Exercise description - Gather up every line from the entries below that uses the word "MissingRoot".

Source data -
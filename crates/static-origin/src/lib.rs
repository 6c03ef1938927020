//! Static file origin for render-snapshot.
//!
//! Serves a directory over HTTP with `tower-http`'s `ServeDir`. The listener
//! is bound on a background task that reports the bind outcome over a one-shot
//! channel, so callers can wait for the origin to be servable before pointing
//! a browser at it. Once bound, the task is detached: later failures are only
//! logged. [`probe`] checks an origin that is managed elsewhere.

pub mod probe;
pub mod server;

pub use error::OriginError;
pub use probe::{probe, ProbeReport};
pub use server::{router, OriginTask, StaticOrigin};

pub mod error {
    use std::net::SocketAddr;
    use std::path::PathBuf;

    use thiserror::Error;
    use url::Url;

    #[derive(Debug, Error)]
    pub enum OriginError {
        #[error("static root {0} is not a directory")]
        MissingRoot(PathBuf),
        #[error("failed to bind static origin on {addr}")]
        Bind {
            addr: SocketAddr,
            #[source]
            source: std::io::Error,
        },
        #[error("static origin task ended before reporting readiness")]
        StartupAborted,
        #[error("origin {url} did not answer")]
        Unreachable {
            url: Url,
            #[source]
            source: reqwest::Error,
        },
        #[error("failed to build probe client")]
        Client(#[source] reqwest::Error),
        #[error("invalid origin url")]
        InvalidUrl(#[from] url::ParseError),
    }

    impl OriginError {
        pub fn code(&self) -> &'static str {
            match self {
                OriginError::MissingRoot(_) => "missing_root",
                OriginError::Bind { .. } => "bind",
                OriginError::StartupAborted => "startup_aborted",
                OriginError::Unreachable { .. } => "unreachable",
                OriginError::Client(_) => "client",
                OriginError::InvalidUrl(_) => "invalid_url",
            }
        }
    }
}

---

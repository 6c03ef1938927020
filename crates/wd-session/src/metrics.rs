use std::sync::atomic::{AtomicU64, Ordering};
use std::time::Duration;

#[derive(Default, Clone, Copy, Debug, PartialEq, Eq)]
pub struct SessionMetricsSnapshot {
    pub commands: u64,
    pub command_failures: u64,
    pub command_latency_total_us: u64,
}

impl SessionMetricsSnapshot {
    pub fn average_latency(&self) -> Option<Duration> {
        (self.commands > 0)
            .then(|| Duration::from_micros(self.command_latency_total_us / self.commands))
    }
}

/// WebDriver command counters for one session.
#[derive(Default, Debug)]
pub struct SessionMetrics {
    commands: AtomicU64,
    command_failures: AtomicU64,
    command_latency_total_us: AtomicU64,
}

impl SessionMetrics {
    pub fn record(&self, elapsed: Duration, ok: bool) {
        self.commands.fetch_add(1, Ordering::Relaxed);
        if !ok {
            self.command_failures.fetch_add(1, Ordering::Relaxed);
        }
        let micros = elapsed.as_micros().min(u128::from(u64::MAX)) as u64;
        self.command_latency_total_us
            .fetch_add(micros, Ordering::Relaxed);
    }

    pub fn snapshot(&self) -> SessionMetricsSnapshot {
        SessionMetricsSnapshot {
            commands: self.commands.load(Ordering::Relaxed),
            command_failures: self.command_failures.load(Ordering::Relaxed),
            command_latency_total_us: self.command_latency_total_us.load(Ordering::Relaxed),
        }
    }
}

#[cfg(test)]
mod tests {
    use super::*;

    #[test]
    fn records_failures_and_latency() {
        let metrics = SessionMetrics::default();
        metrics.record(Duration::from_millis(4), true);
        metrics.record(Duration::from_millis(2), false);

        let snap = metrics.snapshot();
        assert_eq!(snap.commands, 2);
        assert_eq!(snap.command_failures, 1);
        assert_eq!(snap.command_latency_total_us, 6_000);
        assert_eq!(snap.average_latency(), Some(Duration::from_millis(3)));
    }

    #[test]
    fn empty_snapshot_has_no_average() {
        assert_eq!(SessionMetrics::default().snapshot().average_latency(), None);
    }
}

Completed exercise -
        MissingRoot(PathBuf),
                OriginError::MissingRoot(_) => "missing_root",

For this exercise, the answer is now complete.